その大きな理由が、ヴィスティングが休暇中である中で進む物語だから、なのかもしれない。これはコールドケース四部作の最終作品であるそうである。ハヤカワ・ミステリ『猟犬』でこの作者とこの主人公に引き寄せられてしまったのをきっかけに、『カタリーナ・コード』『鍵穴』『悪意』と読んできたが、間に年単位の隔たりがあるせいで、ぼくの中ではうまく世界が繋がらない。
実は今年は札幌読書会で本シリーズを四作連続で毎月取り上げるというイベントが盛り上がっているようだったのだが、過去作品を順番に読み直すきっかけとしてこれを利用するのもありだったか、と痛い悔悟の念に囚われているのが本作読了直後の現状である。なので、本作品もぼくの中で連続性は失われ、朧な記憶のヴィスティングに再会する物語、それ以上でもそれ以下でもない一冊に終わる。
本書では休暇中の老警部の日常が取り上げられる。そして過去の未解決事件、誤認逮捕かもしれない疑念に彼は夢中になる。きっかけは郵便受けに投函される怪しげな手紙。差出人不明。筆跡を隠すためにおそらく定規を使った直線で描かれた文字は一枚の紙に、数字だけを書いたものだった。それは過去の事件が起きた年と、残された事件番号だけを示していたのだ。
休暇中のヴィスティングは、これをきっかけに事件を過去から蘇らせ、誤認逮捕であったかもしれない容疑者、あるいはその関係者たちの現在に対峙する。本作の元警察官でもあった作者が、実際に経験した未解決事件へのこだわりをペンで追想しているとも取れる、限りなく真実に近いリアリティが全編に感じ取れる作品である。
ヨルン・リーエル・ホルストという現実に事件に関わり合った経験を持つこの作家は、ヴィスティングに自分を投影し、当時の未解決事件を現代の科学捜査技術、現在なら辿ることのできるであろう情報取得の繊細な一面を強く感じつつ、作中でも過去に十分に捜査したとは言い切れない過去の実際にあった事件を、現在に蘇生させようとしてるかに見える。

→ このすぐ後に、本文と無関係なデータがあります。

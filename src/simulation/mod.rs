//! # Fleet Simulation Module
//!
//! Physical and operational models of a solar farm fleet.
//!
//! ## Components
//!
//! - **Registry**: Deterministic fleet generation across both hemispheres
//! - **Environment**: Clear-sky irradiance, cloud attenuation, ambient/module temperature, wind and humidity
//! - **Power**: DC/AC conversion with temperature derating, inverter efficiency and energy accounting
//! - **Faults**: Normal / Faulted / Maintenance state machine driven by pre-sampled draws
//! - **Fleet**: Per-site runtime state and the engine that steps every site each tick
//!
//! ## Usage
//!
//! ```rust
//! use chrono::{Duration, Utc};
//! use solar_fleet_sim::simulation::{
//!     EnvironmentModel, FaultParams, FaultStateMachine, PowerModel, SimulationEngine, SiteRegistry,
//! };
//!
//! let registry = SiteRegistry::generate(10, 42);
//! let faults = FaultStateMachine::new(FaultParams::default(), 0.005, 0.0001).unwrap();
//! let mut engine = SimulationEngine::new(
//!     registry,
//!     EnvironmentModel::default(),
//!     PowerModel::default(),
//!     faults,
//!     42,
//! );
//!
//! let ticks = engine.tick(Utc::now(), Duration::seconds(30)).unwrap();
//! assert_eq!(ticks.len(), 10);
//! ```

pub mod environment;
pub mod faults;
pub mod fleet;
pub mod invariants;
pub mod power;
pub mod registry;

pub use environment::{ClearSkyModel, EnvironmentModel, EnvironmentParams, WeatherState};
pub use faults::{
    FaultParams, FaultStateMachine, FaultWeight, ModeEvent, SiteMode, Transition, TransitionDraw,
};
pub use fleet::{FleetState, SimulationEngine, SiteRuntime, SiteTick};
pub use power::{EnergyTotals, PowerModel, PowerParams, PowerReading};
pub use registry::{FleetSummary, Region, SiteRegistry};
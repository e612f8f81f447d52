//! Model invariant guards.
//!
//! A violated invariant is a programming defect. Debug builds (development
//! and tests) panic; release builds clamp the value and log at `error`.

use tracing::error;

use crate::domain::SiteId;
use crate::error::SimError;

fn violation(site: &SiteId, detail: String) {
    let err = SimError::InvariantViolation(format!("{site}: {detail}"));
    if cfg!(debug_assertions) {
        panic!("{err}");
    }
    error!(site_id = %site, error = %err, "clamping invalid model output");
}

/// Energy deltas and power must never be negative (or NaN).
pub fn non_negative(site: &SiteId, field: &'static str, value: f64) -> f64 {
    if value >= 0.0 {
        return value;
    }
    violation(site, format!("{field} = {value} is negative"));
    0.0
}

/// Ratios reported on the wire must stay within [0, 1].
pub fn unit_interval(site: &SiteId, field: &'static str, value: f64) -> f64 {
    if (0.0..=1.0).contains(&value) {
        return value;
    }
    violation(site, format!("{field} = {value} outside [0, 1]"));
    if value.is_nan() {
        0.0
    } else {
        value.clamp(0.0, 1.0)
    }
}
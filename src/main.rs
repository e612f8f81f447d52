use std::path::PathBuf;
use std::sync::Arc;
use std::time::Duration;

use anyhow::{Context, Result};
use clap::{Parser, ValueEnum};
use solar_fleet_sim::bus::{InMemoryBus, MessageBus};
use solar_fleet_sim::config::{BrokerConfig, Config, Overrides, Transport};
use solar_fleet_sim::scheduler::Scheduler;
use solar_fleet_sim::simulation::SimulationEngine;
use solar_fleet_sim::telemetry::{init_tracing, shutdown_token};
use tracing::{info, info_span, warn, Instrument};
use uuid::Uuid;

/// Messages kept by the in-memory transport during a dry run.
const MEMORY_BUS_RETENTION: usize = 10_000;

#[derive(Debug, Parser)]
#[command(author, version, about = "Solar farm fleet telemetry simulator", long_about = None)]
struct Cli {
    #[arg(long, value_name = "FILE", help = "Path to configuration file")]
    config: Option<PathBuf>,

    #[arg(long, value_name = "HOST", help = "Broker host")]
    broker: Option<String>,

    #[arg(long, help = "Broker port")]
    port: Option<u16>,

    #[arg(long, env = "SOLARSIM_BROKER_USERNAME")]
    username: Option<String>,

    #[arg(long, env = "SOLARSIM_BROKER_PASSWORD", hide_env_values = true)]
    password: Option<String>,

    #[arg(long, value_name = "SECONDS", help = "Simulated seconds between ticks")]
    interval: Option<u64>,

    #[arg(long, help = "Number of simulated sites")]
    sites: Option<usize>,

    #[arg(long, help = "Random seed for fleet generation and models")]
    seed: Option<u64>,

    #[arg(long, help = "Stop after this many ticks")]
    ticks: Option<u64>,

    #[arg(long, help = "Simulated seconds per wall-clock second")]
    time_scale: Option<f64>,

    #[arg(long, value_enum)]
    transport: Option<CliTransport>,

    #[arg(long, help = "Print the fleet summary as JSON and exit")]
    summary: bool,
}

#[derive(Debug, Clone, Copy, ValueEnum)]
enum CliTransport {
    Mqtt,
    Memory,
}

impl From<CliTransport> for Transport {
    fn from(value: CliTransport) -> Self {
        match value {
            CliTransport::Mqtt => Transport::Mqtt,
            CliTransport::Memory => Transport::Memory,
        }
    }
}

impl Cli {
    fn overrides(&self) -> Overrides {
        Overrides {
            host: self.broker.clone(),
            port: self.port,
            username: self.username.clone(),
            password: self.password.clone(),
            transport: self.transport.map(Into::into),
            interval_seconds: self.interval,
            sites: self.sites,
            seed: self.seed,
            ticks: self.ticks,
            time_scale: self.time_scale,
        }
    }
}

#[tokio::main]
async fn main() -> Result<()> {
    let _ = dotenvy::dotenv();
    let cli = Cli::parse();

    let cfg = Config::load(cli.config.as_deref(), cli.overrides())
        .context("invalid configuration")?;
    let _log_guard = init_tracing(&cfg.logging);

    let engine = SimulationEngine::from_config(&cfg)?;

    if cli.summary {
        let summary = engine.registry().summary();
        println!("{}", serde_json::to_string_pretty(&summary)?);
        return Ok(());
    }

    let run_id = Uuid::new_v4();
    let span = info_span!("run", %run_id);
    async move {
        let summary = engine.registry().summary();
        info!(
            farms = summary.total_farms,
            capacity_mw = summary.total_capacity_kw / 1000.0,
            countries = summary.countries.len(),
            "fleet generated"
        );

        let bus = build_bus(&cfg.broker)?;
        connect_with_retry(bus.as_ref(), &cfg.broker).await;

        let cancel = shutdown_token();
        let scheduler = Scheduler::new(engine, bus, &cfg);
        let result = scheduler.run(cancel).await?;

        info!(
            ticks = result.ticks,
            published = result.publisher.published,
            failed = result.publisher.failed,
            dropped_batches = result.publisher.dropped_batches,
            flushed = result.flushed,
            "simulation stopped"
        );
        Ok::<(), anyhow::Error>(())
    }
    .instrument(span)
    .await
}

fn build_bus(cfg: &BrokerConfig) -> Result<Arc<dyn MessageBus>> {
    match cfg.transport {
        #[cfg(feature = "mqtt")]
        Transport::Mqtt => Ok(Arc::new(solar_fleet_sim::bus::MqttBus::new(cfg))),
        #[cfg(not(feature = "mqtt"))]
        Transport::Mqtt => anyhow::bail!("built without the `mqtt` feature; use --transport memory"),
        Transport::Memory => Ok(Arc::new(InMemoryBus::bounded(MEMORY_BUS_RETENTION))),
    }
}

/// Exponential backoff on startup. Exhausting the retries is not fatal: the
/// bus keeps reconnecting in the background and ticks continue meanwhile.
async fn connect_with_retry(bus: &dyn MessageBus, cfg: &BrokerConfig) {
    let attempts = cfg.connect_retries + 1;
    let mut backoff = Duration::from_millis(cfg.connect_backoff_ms);
    for attempt in 1..=attempts {
        match bus.connect().await {
            Ok(()) => {
                info!(host = %cfg.host, port = cfg.port, attempt, "broker connected");
                return;
            }
            Err(e) if attempt < attempts => {
                warn!(error = %e, attempt, retry_in_ms = backoff.as_millis() as u64, "broker connect failed");
                tokio::time::sleep(backoff).await;
                backoff = backoff.saturating_mul(2);
            }
            Err(e) => {
                warn!(error = %e, attempts, "broker unreachable, continuing in disconnected mode");
            }
        }
    }
}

そのデリカシーでいっぱいな作業が、今翻訳されてぼくらのもとに届けられている、そんなリアリズムたっぷりの印象が強い作品が本書である。過去に起きた事件の疑わしい真実。間違った人間を犯人にしてしまったかもしれないという疑惑や懊悩。今のデジタル疑術を基にした科学捜査、同じ技術を使った犯罪が、過去の事件を覆うように本書の暗い世界に踊る。照射される新たな真実。アクション・シーンですら、過去のものではなくデジタルなものに変容している今を、本書では、古い刑事が長く生きた捜査の世界の中で新たに体感し、見つめている。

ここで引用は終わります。